The pacing was spot on, each part of the book given the right amount of detail and never once felt rushed or dragged out. One thing that I loved so much about this book was the use of the title in the actual story. Most books that I've read use the title of the book as a one-liner within the story, and that's it. Sometimes it leaves an impact, but often times it's forgotten or underwhelming in comparison to other powerful phrases. This book was not like that though. The title, The Hate U Give, was the center of the book and made it's presence known multiple times throughout the story, each time more powerful than the other. The more the title's name was mentioned, as well as the MEANING behind it, the stronger it meant to the overall story. It's consistency throughout the story made me believe that its purpose was meant for more than just being the title of the book, but the main theme and carrier of the plot.

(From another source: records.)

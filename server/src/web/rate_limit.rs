use std::sync::Arc;

use axum::body::Body;
use axum::extract::Request;
use axum::http::StatusCode;
use axum::middleware::Next;
use axum::response::{IntoResponse, Response};

use crate::engine::rate_limiter::RateLimiter;

use super::client_ip::resolve_ip;

/// Per-IP rate limiters for the endpoint tiers.
pub struct ApiRateLimiters {
    /// Session establishment: tight limit against username churn abuse.
    /// Burst of 10, refill 1 per 6 seconds (~10/minute).
    pub session: RateLimiter,
    /// Poll endpoints: clients legitimately hit several of these once per
    /// second each. Burst of 120, refill 5 per second.
    pub poll: RateLimiter,
    /// Write and admin endpoints: moderate limit.
    /// Burst of 60, refill 1 per second (~60/minute sustained).
    pub api: RateLimiter,
}

impl Default for ApiRateLimiters {
    fn default() -> Self {
        Self {
            session: RateLimiter::new(10, 6.0),
            poll: RateLimiter::new(120, 0.2),
            api: RateLimiter::new(60, 1.0),
        }
    }
}

fn limited(req: &Request<Body>, pick: impl Fn(&ApiRateLimiters) -> &RateLimiter) -> bool {
    let Some(limiters) = req.extensions().get::<Arc<ApiRateLimiters>>() else {
        return false;
    };
    let ip = resolve_ip(req.headers(), req.extensions());
    !pick(limiters).check(&ip)
}

fn too_many() -> Response {
    (
        StatusCode::TOO_MANY_REQUESTS,
        "Rate limit exceeded. Please try again later.",
    )
        .into_response()
}

/// Middleware for session-establishment rate limiting.
pub async fn session_rate_limit(req: Request<Body>, next: Next) -> Response {
    if limited(&req, |l| &l.session) {
        return too_many();
    }
    next.run(req).await
}

/// Middleware for poll-endpoint rate limiting.
pub async fn poll_rate_limit(req: Request<Body>, next: Next) -> Response {
    if limited(&req, |l| &l.poll) {
        return too_many();
    }
    next.run(req).await
}

/// Middleware for write/admin rate limiting.
pub async fn api_rate_limit(req: Request<Body>, next: Next) -> Response {
    if limited(&req, |l| &l.api) {
        return too_many();
    }
    next.run(req).await
}
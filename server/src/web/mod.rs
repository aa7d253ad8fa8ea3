pub mod admin_api;
pub mod app_state;
pub mod auth_middleware;
pub mod client_ip;
pub mod error;
pub mod geo;
pub mod gif;
pub mod rate_limit;
pub mod rest_api;
pub mod router;
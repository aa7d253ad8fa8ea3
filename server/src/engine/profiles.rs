use chrono::{DateTime, Utc};
use dashmap::DashMap;
use serde::Serialize;

/// Theme names clients may select.
pub const THEMES: &[&str] = &[
    "dark",
    "matrix",
    "cyberpunk",
    "ocean",
    "sunset",
    "forest",
    "midnight",
    "synthwave",
];

/// Chat layout names clients may select.
pub const LAYOUTS: &[&str] = &["compact", "modern", "bubbles", "minimal"];

pub const DEFAULT_THEME: &str = "dark";
pub const DEFAULT_LAYOUT: &str = "modern";

/// Per-username display preferences.
#[derive(Debug, Clone, Serialize)]
pub struct UserProfile {
    #[serde(skip_serializing_if = "Option::is_none")]
    pub avatar: Option<String>,
    pub theme: String,
    pub layout: String,
    pub joined: DateTime<Utc>,
}

pub struct ProfileStore {
    profiles: DashMap<String, UserProfile>,
}

impl ProfileStore {
    pub fn new() -> Self {
        Self {
            profiles: DashMap::new(),
        }
    }

    /// Create a profile on first sight of a username. Re-login keeps the
    /// existing preferences.
    pub fn ensure(&self, username: &str, avatar: Option<String>, now: DateTime<Utc>) {
        self.profiles
            .entry(username.to_string())
            .or_insert_with(|| UserProfile {
                avatar,
                theme: DEFAULT_THEME.to_string(),
                layout: DEFAULT_LAYOUT.to_string(),
                joined: now,
            });
    }

    /// Select a theme. Unknown names fall back to the default rather than
    /// erroring.
    pub fn set_theme(&self, username: &str, theme: &str) {
        let theme = if THEMES.contains(&theme) {
            theme
        } else {
            DEFAULT_THEME
        };
        if let Some(mut profile) = self.profiles.get_mut(username) {
            profile.theme = theme.to_string();
        }
    }

    /// Select a layout, with the same fall-back behavior as themes.
    pub fn set_layout(&self, username: &str, layout: &str) {
        let layout = if LAYOUTS.contains(&layout) {
            layout
        } else {
            DEFAULT_LAYOUT
        };
        if let Some(mut profile) = self.profiles.get_mut(username) {
            profile.layout = layout.to_string();
        }
    }

    pub fn get(&self, username: &str) -> Option<UserProfile> {
        self.profiles.get(username).map(|p| p.clone())
    }
}

impl Default for ProfileStore {
    fn default() -> Self {
        Self::new()
    }
}

#[cfg(test)]
mod tests {
    use super::*;

    #[test]
    fn test_ensure_is_idempotent() {
        let store = ProfileStore::new();
        let now = Utc::now();
        store.ensure("alice", Some("http://a/avatar.png".into()), now);
        store.set_theme("alice", "matrix");
        store.ensure("alice", None, now);

        let profile = store.get("alice").unwrap();
        assert_eq!(profile.theme, "matrix");
        assert_eq!(profile.avatar.as_deref(), Some("http://a/avatar.png"));
    }

    #[test]
    fn test_unknown_theme_falls_back() {
        let store = ProfileStore::new();
        store.ensure("alice", None, Utc::now());
        store.set_theme("alice", "neon-zebra");
        assert_eq!(store.get("alice").unwrap().theme, DEFAULT_THEME);

        store.set_theme("alice", "ocean");
        assert_eq!(store.get("alice").unwrap().theme, "ocean");
    }

    #[test]
    fn test_unknown_layout_falls_back() {
        let store = ProfileStore::new();
        store.ensure("alice", None, Utc::now());
        store.set_layout("alice", "sideways");
        assert_eq!(store.get("alice").unwrap().layout, DEFAULT_LAYOUT);

        store.set_layout("alice", "bubbles");
        assert_eq!(store.get("alice").unwrap().layout, "bubbles");
    }
}
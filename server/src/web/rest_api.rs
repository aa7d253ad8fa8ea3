use std::sync::Arc;

use axum::Json;
use axum::extract::{Query, State};
use axum::http::HeaderMap;
use axum::http::header::USER_AGENT;
use axum::response::IntoResponse;
use axum_extra::extract::CookieJar;
use axum_extra::extract::cookie::Cookie;
use chrono::{Duration, Utc};
use serde::{Deserialize, Serialize};
use serde_json::json;
use tracing::info;
use uuid::Uuid;

use crate::auth::sessions::SESSION_COOKIE;
use crate::engine::chat_engine::RoomSummary;
use crate::engine::error::ChatError;
use crate::engine::messages::MessageView;
use crate::engine::moderation::ModerationStatus;
use crate::engine::presence::{GeoInfo, OnlineUser};
use crate::engine::rooms::DEFAULT_ROOM;
use crate::engine::validation;

use super::app_state::AppState;
use super::auth_middleware::AuthUser;
use super::client_ip::ClientIp;

fn default_room() -> String {
    DEFAULT_ROOM.to_string()
}

fn user_agent(headers: &HeaderMap) -> String {
    headers
        .get(USER_AGENT)
        .and_then(|v| v.to_str().ok())
        .unwrap_or_default()
        .to_string()
}

// ── Session boundary ────────────────────────────────────────────────

#[derive(Deserialize)]
pub struct SessionRequest {
    pub username: String,
    #[serde(default)]
    pub avatar: Option<String>,
}

/// POST /api/session — establish a username identity.
///
/// The real login UI lives outside this backend; this is the boundary that
/// turns its submitted username into a session token, a profile, and a
/// presence record.
pub async fn create_session(
    State(state): State<Arc<AppState>>,
    ClientIp(ip): ClientIp,
    headers: HeaderMap,
    jar: CookieJar,
    Json(body): Json<SessionRequest>,
) -> Result<impl IntoResponse, ChatError> {
    let username = body.username.trim();
    validation::validate_username(username).map_err(ChatError::Validation)?;

    if state.engine.moderation().is_banned(&ip, username) {
        return Err(ChatError::Forbidden("This username is banned".into()));
    }

    let is_moderator = state.config.is_admin_user(username);
    let token = state.sessions.create(username, is_moderator);

    let now = Utc::now();
    let avatar = body.avatar.filter(|a| !a.trim().is_empty());
    state.engine.profiles().ensure(username, avatar, now);

    // Network lookup happens before the presence map is touched.
    let geo = state.geolocator.lookup(&ip).await;
    state
        .engine
        .presence()
        .touch(username, &ip, DEFAULT_ROOM, &user_agent(&headers), geo, now);

    info!(%username, is_moderator, "session established");

    let jar = jar.add(
        Cookie::build((SESSION_COOKIE, token.to_string()))
            .path("/")
            .http_only(true),
    );
    Ok((
        jar,
        Json(json!({ "status": "OK", "username": username, "moderator": is_moderator })),
    ))
}

/// POST /api/logout — drop the session and the presence record.
pub async fn logout(
    State(state): State<Arc<AppState>>,
    user: AuthUser,
    jar: CookieJar,
) -> impl IntoResponse {
    if let Some(cookie) = jar.get(SESSION_COOKIE)
        && let Ok(token) = Uuid::parse_str(cookie.value())
    {
        state.sessions.remove(&token);
    }
    state.engine.presence().remove(&user.username);
    info!(username = %user.username, "logged out");

    (jar.remove(Cookie::from(SESSION_COOKIE)), "OK")
}

// ── Poll surface ────────────────────────────────────────────────────

#[derive(Serialize)]
pub struct RoomsResponse {
    pub rooms: Vec<RoomSummary>,
}

/// GET /api/rooms
pub async fn get_rooms(State(state): State<Arc<AppState>>) -> Json<RoomsResponse> {
    Json(RoomsResponse {
        rooms: state.engine.list_rooms(),
    })
}

#[derive(Deserialize)]
pub struct MessagesParams {
    #[serde(default = "default_room")]
    pub room: String,
    #[serde(default)]
    pub after: u64,
}

#[derive(Serialize)]
pub struct MessagesResponse {
    pub messages: Vec<MessageView>,
    pub last_index: u64,
}

/// GET /api/messages?room=R&after=N — cursor-based retrieval. The client
/// stores `last_index` and sends it back as `after` on the next poll.
pub async fn get_messages(
    State(state): State<Arc<AppState>>,
    Query(params): Query<MessagesParams>,
) -> Json<MessagesResponse> {
    let (messages, last_index) = state.engine.read_messages(&params.room, params.after);
    Json(MessagesResponse {
        messages,
        last_index,
    })
}

#[derive(Deserialize)]
pub struct RoomParam {
    #[serde(default = "default_room")]
    pub room: String,
}

#[derive(Serialize)]
pub struct OnlineUsersResponse {
    pub users: Vec<OnlineUser>,
}

/// GET /api/online-users?room=R
pub async fn online_users(
    State(state): State<Arc<AppState>>,
    Query(params): Query<RoomParam>,
) -> Json<OnlineUsersResponse> {
    Json(OnlineUsersResponse {
        users: state.engine.presence().list_in_room(&params.room),
    })
}

#[derive(Serialize)]
pub struct TypingStatusResponse {
    pub typing: Vec<String>,
}

/// GET /api/typing-status?room=R — usernames typing within the last 3 s.
pub async fn typing_status(
    State(state): State<Arc<AppState>>,
    Query(params): Query<RoomParam>,
) -> Json<TypingStatusResponse> {
    Json(TypingStatusResponse {
        typing: state
            .engine
            .presence()
            .list_typing_in_room(&params.room, Utc::now()),
    })
}

#[derive(Deserialize, Default)]
#[serde(default)]
pub struct CheckEffectsRequest {
    pub username: String,
}

/// POST /api/check-effects — the once-per-second moderation poll. Returns
/// exactly one of banned / active effect / nothing. This is the only
/// channel by which moderation becomes visible to a connected client, so
/// it deliberately works without a session: a banned caller must still get
/// the answer.
pub async fn check_effects(
    State(state): State<Arc<AppState>>,
    ClientIp(ip): ClientIp,
    Json(body): Json<CheckEffectsRequest>,
) -> Json<serde_json::Value> {
    let username = body.username;

    let response = match state.engine.check_effects(&ip, &username, Utc::now()) {
        ModerationStatus::Banned => {
            if state.engine.moderation().is_ip_banned(&ip) {
                json!({ "banned": true, "ip": ip })
            } else {
                json!({ "banned": true, "username": username })
            }
        }
        ModerationStatus::Effect {
            action,
            color,
            remaining_seconds,
        } => json!({
            "banned": false,
            "effect": action,
            "color": color,
            "duration": remaining_seconds,
        }),
        ModerationStatus::Clear => json!({ "banned": false, "effect": null }),
    };
    Json(response)
}

// ── Write surface ───────────────────────────────────────────────────

#[derive(Deserialize)]
pub struct SendRequest {
    pub text: String,
    #[serde(default = "default_room")]
    pub room: String,
}

/// POST /api/send
pub async fn send_message(
    State(state): State<Arc<AppState>>,
    user: AuthUser,
    ClientIp(ip): ClientIp,
    Json(body): Json<SendRequest>,
) -> Result<Json<serde_json::Value>, ChatError> {
    state.engine.guard_banned(&ip, &user.username)?;
    let message_id = state
        .engine
        .send_message(&user.username, &body.room, &body.text, Utc::now())?;
    Ok(Json(json!({ "status": "OK", "message_id": message_id })))
}

#[derive(Deserialize)]
pub struct SendGifRequest {
    pub url: String,
    #[serde(default = "default_room")]
    pub room: String,
}

/// POST /api/send-gif — the URL must pass a live image/gif probe first.
pub async fn send_gif(
    State(state): State<Arc<AppState>>,
    user: AuthUser,
    ClientIp(ip): ClientIp,
    Json(body): Json<SendGifRequest>,
) -> Result<Json<serde_json::Value>, ChatError> {
    state.engine.guard_banned(&ip, &user.username)?;

    let url = body.url.trim();
    if url.is_empty() {
        return Err(ChatError::Validation("GIF URL cannot be empty".into()));
    }
    // Probe before any engine state is touched.
    if !state.gif_probe.is_gif_url(url).await {
        return Err(ChatError::Validation("Invalid GIF URL".into()));
    }

    let message_id = state
        .engine
        .send_gif(&user.username, &body.room, url, Utc::now())?;
    Ok(Json(json!({ "status": "OK", "message_id": message_id })))
}

#[derive(Deserialize)]
pub struct DeleteMessageRequest {
    pub message_id: String,
    #[serde(default = "default_room")]
    pub room: String,
}

/// POST /api/delete-message — author or moderator only.
pub async fn delete_message(
    State(state): State<Arc<AppState>>,
    user: AuthUser,
    ClientIp(ip): ClientIp,
    Json(body): Json<DeleteMessageRequest>,
) -> Result<&'static str, ChatError> {
    state.engine.guard_banned(&ip, &user.username)?;
    state.engine.delete_message(
        &body.room,
        &body.message_id,
        &user.username,
        user.is_moderator,
    )?;
    Ok("OK")
}

#[derive(Deserialize)]
pub struct TypingRequest {
    #[serde(default = "default_room")]
    pub room: String,
    #[serde(default)]
    pub typing: bool,
}

/// POST /api/typing — records the flag; expiry is reader-side.
pub async fn typing(
    State(state): State<Arc<AppState>>,
    user: AuthUser,
    ClientIp(ip): ClientIp,
    Json(body): Json<TypingRequest>,
) -> Result<&'static str, ChatError> {
    state.engine.guard_banned(&ip, &user.username)?;
    state
        .engine
        .presence()
        .set_typing(&user.username, &body.room, body.typing, Utc::now());
    Ok("OK")
}

/// POST /api/update-active — the ~30 s presence heartbeat. Creates the
/// record if the caller is new, and opportunistically sweeps *other* users
/// stale past the heartbeat threshold.
pub async fn update_active(
    State(state): State<Arc<AppState>>,
    user: AuthUser,
    ClientIp(ip): ClientIp,
    headers: HeaderMap,
    Json(body): Json<RoomParam>,
) -> Result<&'static str, ChatError> {
    state.engine.guard_banned(&ip, &user.username)?;

    // Geolocation is only consulted when the record is being created, and
    // always before the presence map is touched.
    let geo = if state.engine.presence().contains(&user.username) {
        GeoInfo::unknown()
    } else {
        state.geolocator.lookup(&ip).await
    };

    state.engine.heartbeat(
        &user.username,
        &ip,
        &body.room,
        &user_agent(&headers),
        geo,
        Duration::minutes(state.config.sweep.heartbeat_idle_minutes),
        Utc::now(),
    );
    Ok("OK")
}

#[derive(Deserialize)]
pub struct ThemeRequest {
    pub theme: String,
}

/// POST /api/theme — unknown names fall back to the default.
pub async fn switch_theme(
    State(state): State<Arc<AppState>>,
    user: AuthUser,
    Json(body): Json<ThemeRequest>,
) -> &'static str {
    state.engine.profiles().set_theme(&user.username, &body.theme);
    "OK"
}

#[derive(Deserialize)]
pub struct LayoutRequest {
    pub layout: String,
}

/// POST /api/layout — unknown names fall back to the default.
pub async fn switch_layout(
    State(state): State<Arc<AppState>>,
    user: AuthUser,
    Json(body): Json<LayoutRequest>,
) -> &'static str {
    state
        .engine
        .profiles()
        .set_layout(&user.username, &body.layout);
    "OK"
}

Starr. I am in love with her. Everything about her, I love. I love how observing she is, how honest she is, how compassionate she is, but most importantly, I LOVE how courageous she is in times of darkness. The strength that surrounds her entire being is admirable to see. Whether she believed in herself or not didn't matter because she knew that what was happening was greater than herself. Whether she believed it or not, there was power in the words she spoke and the choices she made. Starr's character development in this book, from beginning to end, was miraculous to see. Every chapter she become stronger, braver. Starr was one of those characters that I found myself relating to more often than not. I saw her think and do things that I commonly do, and it made me question it all, just like she did. Why do I try and act different around my white friends and my black friends? Why do I have two identities, neither of them being who I truly am though? Why do I allow complete ignorant bullshit to spew from my "friends" mouths and not check them for it? Why do I follow and not lead? As Starr was able to work through her identity, so was I in a way. I found myself growing with and through her, and I loved that I was able to connect with a character like that.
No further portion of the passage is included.